▸ **About this exercise**:
Search the data below for the string "members". Extract every line that contains it.

====== Data supplied

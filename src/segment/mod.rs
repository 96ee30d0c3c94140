//! Step segmentation
//!
//! Partitions the ordered events of one recording window into [`SubStep`]s. A new
//! sub-step starts at the first event, when the page URL changes, after a pause longer
//! than the configured threshold, and after a submit keystroke that followed typed text.
//! When the URL context is unknown on either side the segmenter does not split.

pub mod naming;

pub use naming::{event_label, step_name};

use crate::config::CaptureConfig;
use crate::dom::{SelectorResolver, SelectorSet};
use crate::error::CaptureError;
use crate::event::{Event, EventPayload};
use serde::{Deserialize, Serialize};

/// A coherent group of consecutive events within a recording window
#[derive(Debug, Clone, PartialEq, Serialize, Deserialize)]
#[serde(rename_all = "camelCase")]
pub struct SubStep {
    pub id: String,
    pub name: String,

    /// Indices into the window's event array, ascending and contiguous
    pub event_indices: Vec<usize>,

    pub start_time: u64,
    pub duration_ms: u64,

    #[serde(default, skip_serializing_if = "Option::is_none")]
    pub primary_selector: Option<SelectorSet>,
}

impl SubStep {
    /// Events of this sub-step from the window they were segmented from
    pub fn events<'a>(&'a self, window: &'a [Event]) -> impl Iterator<Item = &'a Event> + 'a {
        self.event_indices.iter().filter_map(move |&i| window.get(i))
    }
}

/// Sub-step under construction
struct OpenStep {
    indices: Vec<usize>,
    url: Option<String>,
    closed_by_submit: bool,
}

impl OpenStep {
    fn start(index: usize, event: &Event) -> Self {
        Self {
            indices: vec![index],
            url: event.page_url().map(normalize_url),
            closed_by_submit: false,
        }
    }
}

/// Forward-pass segmenter
#[derive(Debug, Clone)]
pub struct Segmenter {
    pause_threshold_ms: u64,
    resolver: SelectorResolver,
}

impl Default for Segmenter {
    fn default() -> Self {
        Self::new(&CaptureConfig::default())
    }
}

impl Segmenter {
    pub fn new(config: &CaptureConfig) -> Self {
        Self {
            pause_threshold_ms: config.pause_threshold_ms,
            resolver: SelectorResolver::new(),
        }
    }

    /// Builder method: override pause threshold
    pub fn with_pause_threshold(mut self, ms: u64) -> Self {
        self.pause_threshold_ms = ms;
        self
    }

    pub fn pause_threshold_ms(&self) -> u64 {
        self.pause_threshold_ms
    }

    /// Partition `events` (timestamp ordered) into sub-steps
    pub fn segment(&self, events: &[Event]) -> Vec<SubStep> {
        let mut steps = Vec::new();
        let mut open: Option<OpenStep> = None;

        for (index, event) in events.iter().enumerate() {
            let Some(mut current) = open.take() else {
                open = Some(OpenStep::start(index, event));
                continue;
            };

            if self.is_boundary(&mut current, &events[index - 1], event) {
                steps.push(self.close(current, events, steps.len() + 1));
                current = OpenStep::start(index, event);
            } else {
                current.indices.push(index);
            }

            let previous_was_typing = current
                .indices
                .len()
                .checked_sub(2)
                .map(|i| matches!(events[current.indices[i]].payload(), EventPayload::TypedText(_)))
                .unwrap_or(false);
            if event.is_submit_key() && previous_was_typing {
                log::debug!("Submit keystroke at {} closes the current sub-step", event.timestamp());
                current.closed_by_submit = true;
            }

            open = Some(current);
        }

        if let Some(current) = open {
            steps.push(self.close(current, events, steps.len() + 1));
        }
        steps
    }

    /// Decide whether `event` opens a new sub-step; records newly learned URL context
    fn is_boundary(&self, current: &mut OpenStep, previous: &Event, event: &Event) -> bool {
        if current.closed_by_submit {
            return true;
        }

        let gap = event.timestamp().saturating_sub(previous.timestamp());
        if gap > self.pause_threshold_ms {
            log::debug!("Pause of {}ms exceeds {}ms threshold", gap, self.pause_threshold_ms);
            return true;
        }

        match (current.url.as_deref(), event.page_url().map(normalize_url)) {
            (Some(known), Some(url)) if known != url => {
                log::debug!("URL context changed from {} to {}", known, url);
                true
            }
            (None, Some(url)) => {
                let err = CaptureError::SegmentationAmbiguous(format!(
                    "sub-step had no URL context before {}, keeping events together",
                    url
                ));
                log::debug!("{}", err);
                current.url = Some(url);
                false
            }
            _ => false,
        }
    }

    fn close(&self, step: OpenStep, events: &[Event], ordinal: usize) -> SubStep {
        let members: Vec<&Event> = step.indices.iter().map(|&i| &events[i]).collect();
        let start_time = members.first().map(|e| e.timestamp()).unwrap_or_default();
        let end_time = members.last().map(|e| e.timestamp()).unwrap_or(start_time);
        let primary_selector = members
            .iter()
            .find_map(|e| e.element())
            .map(|element| self.resolver.resolve(element));

        SubStep {
            id: format!("step-{}", ordinal),
            name: step_name(&members),
            event_indices: step.indices,
            start_time,
            duration_ms: end_time.saturating_sub(start_time),
            primary_selector,
        }
    }
}

/// Fragments and a trailing slash do not change the page
fn normalize_url(url: &str) -> String {
    let without_fragment = url.split('#').next().unwrap_or(url);
    without_fragment.trim_end_matches('/').to_string()
}
//! File operation filtering and location context

use crate::event::{FileOpKind, FileOpPayload};
use serde::{Deserialize, Serialize};
use std::path::Path;

const CLOUD_FOLDERS: [&str; 4] = ["Dropbox", "OneDrive", "Google Drive", "iCloud"];

/// Which file events are worth recording
#[derive(Debug, Clone, PartialEq, Serialize, Deserialize)]
#[serde(rename_all = "camelCase", default)]
pub struct FileFilter {
    /// Any path containing one of these fragments is dropped
    pub ignored_fragments: Vec<String>,

    /// `modified` events are kept only for these extensions (lowercase, with dot)
    pub relevant_extensions: Vec<String>,
}

impl Default for FileFilter {
    fn default() -> Self {
        Self {
            ignored_fragments: [
                ".git",
                "__pycache__",
                "node_modules",
                ".DS_Store",
                "Thumbs.db",
                ".pytest_cache",
                ".vscode",
                ".idea",
            ]
            .into_iter()
            .map(String::from)
            .collect(),
            relevant_extensions: [".xlsx", ".docx", ".pdf", ".csv", ".txt", ".json", ".xml"]
                .into_iter()
                .map(String::from)
                .collect(),
        }
    }
}

impl FileFilter {
    /// Fragment that makes `path` ignorable
    pub fn ignored_fragment(&self, path: &str) -> Option<&str> {
        self.ignored_fragments
            .iter()
            .find(|fragment| path.contains(fragment.as_str()))
            .map(String::as_str)
    }

    /// Whether a modification of a file with this extension is recorded
    pub fn is_relevant_modification(&self, extension: &str) -> bool {
        let extension = extension.to_lowercase();
        self.relevant_extensions.iter().any(|e| e.eq_ignore_ascii_case(&extension))
    }
}

/// Where a file lives, as far as a workflow cares
#[derive(Debug, Clone, Default, PartialEq, Eq, Serialize, Deserialize)]
#[serde(rename_all = "camelCase")]
pub struct FileLocation {
    #[serde(default)]
    pub is_download: bool,
    #[serde(default)]
    pub is_desktop: bool,
    #[serde(default)]
    pub is_documents: bool,
    #[serde(default)]
    pub is_cloud: bool,
    #[serde(default)]
    pub parent_folder: String,
}

impl FileLocation {
    pub fn from_path(path: &str) -> Self {
        let parent_folder = Path::new(path)
            .parent()
            .and_then(Path::file_name)
            .map(|name| name.to_string_lossy().into_owned())
            .unwrap_or_default();

        Self {
            is_download: path.contains("Downloads"),
            is_desktop: path.contains("Desktop"),
            is_documents: path.contains("Documents"),
            is_cloud: CLOUD_FOLDERS.iter().any(|cloud| path.contains(cloud)),
            parent_folder,
        }
    }
}

/// Fill file name, extension and location from the effective path
pub fn enrich(payload: &mut FileOpPayload) {
    let effective = payload.effective_path().to_string();
    let path = Path::new(&effective);

    if payload.file_name.is_empty() {
        payload.file_name = path
            .file_name()
            .map(|n| n.to_string_lossy().into_owned())
            .unwrap_or_default();
    }
    if payload.extension.is_empty() {
        payload.extension = path
            .extension()
            .map(|e| format!(".{}", e.to_string_lossy()))
            .unwrap_or_default();
    }
    payload.location = FileLocation::from_path(&effective);
}

/// Verb used in step names
pub fn verb(op: FileOpKind) -> &'static str {
    match op {
        FileOpKind::Created => "Create",
        FileOpKind::Modified => "Modify",
        FileOpKind::Moved => "Move",
        FileOpKind::Deleted => "Delete",
    }
}

#[cfg(test)]
mod tests {
    use super::*;

    fn payload(op: FileOpKind, path: &str, dest: Option<&str>) -> FileOpPayload {
        FileOpPayload {
            op,
            path: path.to_string(),
            dest_path: dest.map(String::from),
            file_name: String::new(),
            extension: String::new(),
            size: None,
            location: FileLocation::default(),
        }
    }

    #[test]
    fn test_default_filter() {
        let filter = FileFilter::default();
        assert_eq!(filter.ignored_fragment("/repo/.git/HEAD"), Some(".git"));
        assert_eq!(filter.ignored_fragment("/home/u/report.xlsx"), None);
        assert!(filter.is_relevant_modification(".XLSX"));
        assert!(!filter.is_relevant_modification(".tmp"));
    }

    #[test]
    fn test_location() {
        let location = FileLocation::from_path("/Users/jo/Downloads/invoice.pdf");
        assert!(location.is_download);
        assert!(!location.is_cloud);
        assert_eq!(location.parent_folder, "Downloads");

        let location = FileLocation::from_path("/Users/jo/Dropbox/Team/plan.docx");
        assert!(location.is_cloud);
        assert_eq!(location.parent_folder, "Team");
    }

    #[test]
    fn test_enrich_uses_destination_for_moves() {
        let mut p = payload(
            FileOpKind::Moved,
            "/Users/jo/Downloads/q3.csv",
            Some("/Users/jo/Documents/reports/q3-final.csv"),
        );
        enrich(&mut p);
        assert_eq!(p.file_name, "q3-final.csv");
        assert_eq!(p.extension, ".csv");
        assert!(p.location.is_documents);
        assert_eq!(p.location.parent_folder, "reports");
    }
}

============

▸ **Solution to the problem**:
        let members: Vec<&Event> = step.indices.iter().map(|&i| &events[i]).collect();
        let start_time = members.first().map(|e| e.timestamp()).unwrap_or_default();
        let end_time = members.last().map(|e| e.timestamp()).unwrap_or(start_time);
        let primary_selector = members
            name: step_name(&members),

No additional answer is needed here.